The present invention relates to a query similarity-degree evaluation system, an evaluation method, a program, and a storage medium.
In a searching system, it is important for a user to find a target document promptly. Description contents that a searching person searches for, e.g. “want to know a setting method for a memory size in mysql” or “want to know a method of increasing a searching speed in mysql”, are called as a search intention herein.
When a user inputs a query, in a case of searching for a document including a content satisfying a search intention, it is useful that a searching system recommends, to a user, a query similar to the search intention of the user, and ranking to documents (referred to as “search result documents” in the following) of a result of searching such that a target document comes to be at a high rank by a query having a similar search intention is useful. A searching system can prevent searching missing by displaying not only a result of an input query, but also a result of a query having a similar search intention.
When a user searches for a document including a content satisfying a search intention, using a log of access to documents at the past searching time or an evaluation log enables a searching system to improve ranking to search result documents. However, in some cases, the above-mentioned logs do not exist sufficiently for all of queries. For a query for which the logs are not sufficient, using not only the log of this query but also the log of a query having a similar search intention enables ranking of search result documents to be improved for more queries.
For such application, it is necessary to determine a query having a similar search intention. As a method for determining whether or not search intention is similar for a plurality of queries, there is known a method of using search result documents of respective queries. One example of a system that uses search result documents to determine a query representing a similar search intention is described in the non-patent literature (NPL) 1.
As illustrated in
First, the search result acquisition means acquires respective search result documents of two input queries from a search target document storing unit. Next, the two groups of the search result documents acquired by the search result acquisition means are set as input, the search result similarity-degree calculation means calculates and outputs, on the basis of coincidence of the search result documents or coincidence of words included in the search result documents, a similarity-degree that becomes larger as the coincident number becomes larger.

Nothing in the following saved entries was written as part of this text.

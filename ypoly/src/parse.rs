//! Parser for the canonical text form of a polynomial. 
//! 
//! ```text
//! poly  := "" | term (("+" | "-") term)*
//! term  := "-"? digits? ("x" ("^" digits)?)?     (non-empty apart from the sign)
//! ```
//! 
//! A term without `x` is a constant (exponent 0). A term without digits 
//! before `x` has coefficient 1, or -1 if preceded by `-`.
//! The scanner is a single left-to-right cursor; like terms are not merged.

use log::trace;

use crate::{Deg, Error, Poly, Result, Term};
use crate::error::parse_err;

pub fn parse(text: &str) -> Result<Poly> { 
    let mut s = Scanner::new(text);
    let mut terms = vec![];

    while !s.is_end() { 
        let t = s.term()?;
        trace!("term[{}]: ({}, {}) at {}", terms.len(), t.coeff(), t.deg(), s.pos);
        terms.push(t);
        s.separator()?;
    }

    Ok(Poly::new(terms))
}

struct Scanner<'a> { 
    src: &'a str,
    pos: usize
}

impl<'a> Scanner<'a> { 
    fn new(src: &'a str) -> Self { 
        Self { src, pos: 0 }
    }

    fn is_end(&self) -> bool { 
        self.pos >= self.src.len()
    }

    fn peek(&self) -> Option<u8> { 
        self.src.as_bytes().get(self.pos).copied()
    }

    fn eat(&mut self, c: u8) -> bool { 
        if self.peek() == Some(c) { 
            self.pos += 1;
            true
        } else { 
            false
        }
    }

    // maximal run of ASCII digits, if any.
    fn digits(&mut self) -> Option<&'a str> { 
        let start = self.pos;
        while self.peek().is_some_and(|c| c.is_ascii_digit()) { 
            self.pos += 1;
        }
        if self.pos > start { 
            Some(&self.src[start..self.pos])
        } else { 
            None
        }
    }

    fn term(&mut self) -> Result<Term> { 
        let neg = self.eat(b'-');
        let digits = self.digits();

        let deg = if self.eat(b'x') { 
            if self.eat(b'^') { 
                match self.digits() { 
                    Some(d) => Some(parse_deg(d)?),
                    None => return self.unexpected("digits after '^'")
                }
            } else { 
                Some(1)
            }
        } else { 
            None
        };

        if digits.is_none() && deg.is_none() { 
            return self.unexpected("digits or 'x'")
        }

        let coeff = parse_coeff(neg, digits)?;
        Ok(Term::new(coeff, deg.unwrap_or(0)))
    }

    // '+' is consumed, '-' is left as the sign of the next term.
    fn separator(&mut self) -> Result<()> { 
        match self.peek() { 
            None | Some(b'-') => Ok(()),
            Some(b'+') => { 
                self.pos += 1;
                if self.is_end() { 
                    self.unexpected("a term after '+'")
                } else { 
                    Ok(())
                }
            },
            Some(_) => self.unexpected("'+' or '-'")
        }
    }

    fn unexpected<T>(&self, expected: &str) -> Result<T> { 
        match self.src[self.pos..].chars().next() { 
            Some(c) => parse_err!(self.pos, "unexpected '{c}', expected {expected}"),
            None    => parse_err!(self.pos, "unexpected end of input, expected {expected}")
        }
    }
}

fn parse_coeff(neg: bool, digits: Option<&str>) -> Result<i64> { 
    let Some(digits) = digits else { 
        return Ok(if neg { -1 } else { 1 })
    };

    let out_of_range = || Error::OutOfRange { 
        what: "coefficient", 
        value: format!("{}{digits}", if neg { "-" } else { "" })
    };

    let m = digits.parse::<u64>().map_err(|_| out_of_range())?;
    let a = if neg { 
        0i64.checked_sub_unsigned(m)
    } else { 
        i64::try_from(m).ok()
    };

    a.ok_or_else(out_of_range)
}

fn parse_deg(digits: &str) -> Result<Deg> { 
    digits.parse::<Deg>().map_err(|_| Error::OutOfRange { 
        what: "exponent", 
        value: digits.to_string()
    })
}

However, since the query similarity-degree determining system described in NPL 1 mentioned above calculates a similarity degree between documents of search results obtained from queries, a following problem exists. The problem is that the query similarity-degree determining system described in NPL 1 erroneously determines that queries are similar to each other by coincidence between a document that has not been read and a document that does not go along with a search intention. As a result of it, queries of which search intention is not similar to each other are improperly determined to be similar to each other, which is a problem. In other words, in the query similarity-degree determining system described in NPL 1, accuracy in determination of a similarity-degree of queries is low, and there is room for improvement.
In view of the above, one example of objects of the present invention is to provide a query similarity-degree evaluation system, an evaluation method, and a program for determining whether or not search intention of a plurality of input queries is similar to each other with high accuracy.
In order to accomplish the above-described object, a query similarity-degree evaluation system according to one exemplary embodiment of the present invention includes: a search result ranking means for determining a first importance of each of a plurality of documents on the basis of respective evaluation results of the plurality of documents that have been retrieved by a first query, and determining a second importance of each of a plurality of documents on the basis of respective evaluation results of the plurality of documents that have been retrieved by a second query; and a query similarity-degree calculation means for calculating a similarity-degree of the queries on the basis of the first and second importance of the respective documents of the document sets.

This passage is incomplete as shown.